We were often taught to muscle through, to push past our pain, to take care of everyone else even as our own wounds bled beneath the surface. But what happens when we stop resisting the truth and start being with it?

Naming What Was

Many of us weren’t given the space to name our childhood experiences as trauma. Maybe a parent’s addiction wasn’t discussed. Maybe emotional neglect was normalized. Perhaps the instability was disguised as “tough love” or “just how it is in our family.” Radical acceptance asks us to sit with those truths, not to wallow in them, but to see them clearly.

Because once you name what was, you can stop twisting yourself into knots trying to make it something it wasn’t.

The Freedom in Letting Go of the “Why”

We sometimes spend a lot of energy trying to understand why. Why did my mother choose the drugs over me? Why didn’t anyone protect me? Why did I have to grow up so fast?

Sometimes, we’ll never get a satisfying answer. Radical acceptance is about loosening our grip on the need for an answer. Not because we don’t deserve answers, but because waiting on them can keep us stuck in the very pain we’re trying to heal.

Instead, we shift our energy from the unchangeable past to the empowered present.

Moving from Survival to Sovereignty

Radical acceptance moves us out of survival mode and into something softer, fuller…sovereignty. When we practice it, we stop trying to control outcomes, fix people, or explain our worth. We simply own our story and move with it, not against it.

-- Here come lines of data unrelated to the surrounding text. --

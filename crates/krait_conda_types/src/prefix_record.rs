//! The per-package metadata written to `conda-meta/` when a package is
//! linked into a prefix. The presence of such a file is what makes a package
//! "installed".

use std::{
    io::Write,
    path::{Path, PathBuf},
};

use serde::{Deserialize, Serialize};
use serde_repr::{Deserialize_repr, Serialize_repr};
use serde_with::{serde_as, skip_serializing_none};

use krait_digest::{serde::SerializableHash, Sha256Hash};

use crate::{package::FileMode, RepoDataRecord};

/// The state of a single package inside a prefix: the repodata record it was
/// installed from plus everything the linker did for it.
#[skip_serializing_none]
#[derive(Debug, Clone, Eq, PartialEq, Serialize, Deserialize)]
pub struct PrefixRecord {
    /// The record of the package as it was at install time.
    #[serde(flatten)]
    pub repodata_record: RepoDataRecord,

    /// The path to the archive the package was installed from.
    pub package_tarball_full_path: Option<PathBuf>,

    /// The path to the extracted archive the package was linked from.
    pub extracted_package_dir: Option<PathBuf>,

    /// The files, relative to the prefix root, that make up this package in
    /// the prefix.
    #[serde(default)]
    pub files: Vec<PathBuf>,

    /// Detailed information about every installed file.
    #[serde(default)]
    pub paths_data: PrefixPaths,

    /// The spec that was requested when the user installed this package, if
    /// it was requested explicitly.
    pub requested_spec: Option<String>,

    /// Information about how the package was linked.
    pub link: Option<Link>,
}

impl PrefixRecord {
    /// Constructs a record from a repodata record with no linked files yet.
    pub fn from_repodata_record(repodata_record: RepoDataRecord) -> Self {
        Self {
            repodata_record,
            package_tarball_full_path: None,
            extracted_package_dir: None,
            files: Vec::new(),
            paths_data: PrefixPaths::default(),
            requested_spec: None,
            link: None,
        }
    }

    /// The canonical file name of this record inside `conda-meta/`.
    pub fn file_name(&self) -> String {
        let record = &self.repodata_record.package_record;
        format!(
            "{}-{}-{}.json",
            record.name.as_normalized(),
            record.version,
            record.build
        )
    }

    /// Parses a record from a file on disk.
    pub fn from_path(path: impl AsRef<Path>) -> Result<Self, std::io::Error> {
        let content = fs_err::read_to_string(path.as_ref())?;
        serde_json::from_str(&content).map_err(std::io::Error::other)
    }

    /// Writes the record as pretty JSON to the given path.
    pub fn write_to_path(&self, path: impl AsRef<Path>) -> Result<(), std::io::Error> {
        let mut file = fs_err::File::create(path.as_ref())?;
        serde_json::to_writer_pretty(&mut file, self).map_err(std::io::Error::other)?;
        file.write_all(b"\n")
    }

    /// Reads all records from the `conda-meta` directory of a prefix. A
    /// missing directory yields an empty environment.
    pub fn collect_from_prefix(prefix: impl AsRef<Path>) -> Result<Vec<Self>, std::io::Error> {
        let conda_meta = prefix.as_ref().join("conda-meta");
        let mut records = Vec::new();
        let entries = match fs_err::read_dir(conda_meta) {
            Ok(entries) => entries,
            Err(e) if e.kind() == std::io::ErrorKind::NotFound => return Ok(records),
            Err(e) => return Err(e),
        };
        for entry in entries {
            let path = entry?.path();
            if path.extension().is_some_and(|ext| ext == "json") {
                records.push(Self::from_path(&path)?);
            }
        }
        Ok(records)
    }
}

impl AsRef<RepoDataRecord> for PrefixRecord {
    fn as_ref(&self) -> &RepoDataRecord {
        &self.repodata_record
    }
}

impl AsRef<crate::PackageRecord> for PrefixRecord {
    fn as_ref(&self) -> &crate::PackageRecord {
        &self.repodata_record.package_record
    }
}

/// Information about the files that were linked for a package.
#[derive(Debug, Clone, Eq, PartialEq, Serialize, Deserialize)]
pub struct PrefixPaths {
    /// The version of this structure.
    pub paths_version: u64,

    /// The individual entries.
    #[serde(default)]
    pub paths: Vec<PathsEntry>,
}

impl Default for PrefixPaths {
    fn default() -> Self {
        Self {
            paths_version: 1,
            paths: Vec::default(),
        }
    }
}

impl From<Vec<PathsEntry>> for PrefixPaths {
    fn from(paths: Vec<PathsEntry>) -> Self {
        Self {
            paths,
            ..Default::default()
        }
    }
}

/// A single installed file.
#[serde_as]
#[skip_serializing_none]
#[derive(Debug, Clone, Eq, PartialEq, Serialize, Deserialize)]
pub struct PathsEntry {
    /// The path of the file relative to the prefix root.
    #[serde(rename = "_path")]
    pub relative_path: PathBuf,

    /// How the file was installed into the prefix.
    pub path_type: PathType,

    /// Whether this file must never be linked.
    #[serde(default, skip_serializing_if = "std::ops::Not::not")]
    pub no_link: bool,

    /// The digest of the file as it was in the package.
    #[serde_as(as = "Option<SerializableHash::<krait_digest::Sha256>>")]
    pub sha256: Option<Sha256Hash>,

    /// The digest of the file as it ended up in the prefix. Differs from
    /// `sha256` when a placeholder was rewritten.
    #[serde_as(as = "Option<SerializableHash::<krait_digest::Sha256>>")]
    pub sha256_in_prefix: Option<Sha256Hash>,

    /// The size of the installed file in bytes.
    pub size_in_bytes: Option<u64>,

    /// The file mode of the entry, recorded when a placeholder was rewritten.
    pub file_mode: Option<FileMode>,

    /// The placeholder that was replaced with the prefix path.
    pub prefix_placeholder: Option<String>,
}

/// How a file was installed into the prefix.
#[derive(Debug, Copy, Clone, Eq, PartialEq, Hash, Serialize, Deserialize)]
#[serde(rename_all = "snake_case")]
pub enum PathType {
    /// The file is a hard link into the package cache.
    #[serde(rename = "hardlink")]
    HardLink,

    /// The file is a symbolic link.
    #[serde(rename = "softlink")]
    SoftLink,

    /// The file is a directory.
    Directory,

    /// A file that was patched while copying (placeholder rewriting).
    #[serde(rename = "patched")]
    Patched,
}

/// How the package as a whole was linked.
#[derive(Debug, Clone, Eq, PartialEq, Serialize, Deserialize)]
pub struct Link {
    /// The directory the package was linked from.
    pub source: PathBuf,

    /// The dominant link type.
    #[serde(rename = "type")]
    pub link_type: Option<LinkType>,
}

/// The numeric link type conda records in its metadata.
#[allow(missing_docs)]
#[derive(Debug, Copy, Clone, Eq, PartialEq, Serialize_repr, Deserialize_repr)]
#[repr(u8)]
pub enum LinkType {
    HardLink = 1,
    SoftLink = 2,
    Copy = 3,
    Directory = 4,
}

That means no longer internalizing the shame that didn’t start with us. It means allowing grief and joy to coexist. It means saying, “Yes, that happened. And I still get to choose how I live now.”

A Practice, Not a One-Time Thing

Radical acceptance is not a single moment; it is a continuous process. It’s a practice. Some days it feels like peace; other days it feels like surrender. And both are sacred.

For the Black woman who grew up in chaos but craves calm…
For the one who still feels like she has to prove her worth…
For the one whose childhood was stolen, but whose future is hers to shape…

Let “It is what it is” be more than a shrug. Let it be your freedom song.

Because when we stop fighting the truth, we can finally start living in it.

You are not what happened to you. But you do get to choose what happens next.